Food and Drug Administration (FDA) regulators have written a letter warning drugmaker Bayer about quality control issues in the company’s plant in Berghamen, Germany. This plant is responsible for making drospirenone, the key ingredient for popular birth control drugs like Yaz and Yasmin; these products were Bayer’s top selling pharmaceuticals last year, with global sales of $1.8 billion. Instead of reporting individual tests results, FDA officials said the company measured the quality of its drug ingredients based on an average of several samples; Bayer shipped eight drug batches to the U.S. to be tested for quality using the sample average method, however the FDA does not allow this.

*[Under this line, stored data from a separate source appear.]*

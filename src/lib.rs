//! # Cryptodash
//!
//! Crypto sentiment dashboard core. Loads three static JSON resources (prices
//! with a market overview, a sentiment summary, a correlation document),
//! keeps them as one atomic snapshot and projects that snapshot into asset
//! cards, overview labels and chart options for a display surface.
//!
//! ## Modules
//!
//! - [`data`]: model types, resource sources and the loader with its fallback
//! - [`store`]: the snapshot and the current selection
//! - [`view`]: pure projections to card models, label text and chart options
//! - [`surface`]: the display seam and an in-memory implementation
//! - [`dashboard`]: the controller tying the above together
//! - `refresh` (native): startup and the periodic reload
//!
//! ## Quick Start
//!
//! ```rust,no_run
//! use cryptodash::*;
//! use rand::SeedableRng;
//!
//! #[tokio::main]
//! async fn main() -> Result<(), Box<dyn std::error::Error>> {
//!     let config = Config::default();
//!     let loader = DataLoader::new(FsSource::new("."), config.resources.paths());
//!
//!     let mut dashboard = Dashboard::new(
//!         &config.selection,
//!         &config.chart,
//!         MemorySurface::new(),
//!         rand::rngs::StdRng::from_entropy(),
//!     );
//!     refresh::start(&mut dashboard, &loader, config.resources.load_timeout()).await;
//!
//!     println!("{}", dashboard.surface().to_json());
//!     Ok(())
//! }
//! ```

pub mod config;
pub mod dashboard;
pub mod data;
#[cfg(not(target_arch = "wasm32"))]
pub mod refresh;
pub mod store;
pub mod surface;
pub mod view;

#[cfg(test)]
mod testing;

pub use config::{
    ChartConfig, Config, ConfigError, ConfigOrigin, LoggingConfig, RefreshConfig, ResourceConfig,
    SelectionConfig,
};

pub use dashboard::{Dashboard, RefreshTicket};

pub use data::{
    fallback_snapshot, Asset, CorrelationData, DataLoader, LoadError, LoadOutcome, LoadResult,
    MarketOverview, PriceFeed, ResourcePaths, ResourceSource, Selection, SentimentFeed,
    SentimentSnapshot, Snapshot, SnapshotOrigin,
};

#[cfg(not(target_arch = "wasm32"))]
pub use data::{FsSource, HttpSource};

pub use store::StateStore;

pub use surface::{ChartKind, DisplaySurface, MemorySurface, Slot};

pub use view::{AssetCard, ControlGroup, SelectorGroup, UiEvent};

In April, Bayer responded to the FDA’s allegations by stating the quality in all drug batches shipped to the U.S. between 2007 and 2009 were not affected. In response, the FDA wrote another letter disagreeing with Bayer’s “rationale and conclusion.” While the FDA has not advised patients to stop using the products, they have asked Bayer to supply an entire list of all shipments to the U.S. that may have used the averaging method and provide a plan that would prevent the problem from recurring. The agency also said it was considering delaying imports from the German factory until Bayer addresses the warning letter.
New FDA Commissioner Margaret Hamburg has announced many changes designed to speed the pace of warning letters. This includes a streamlined review process for sending letters and shorter deadlines for companies to respond.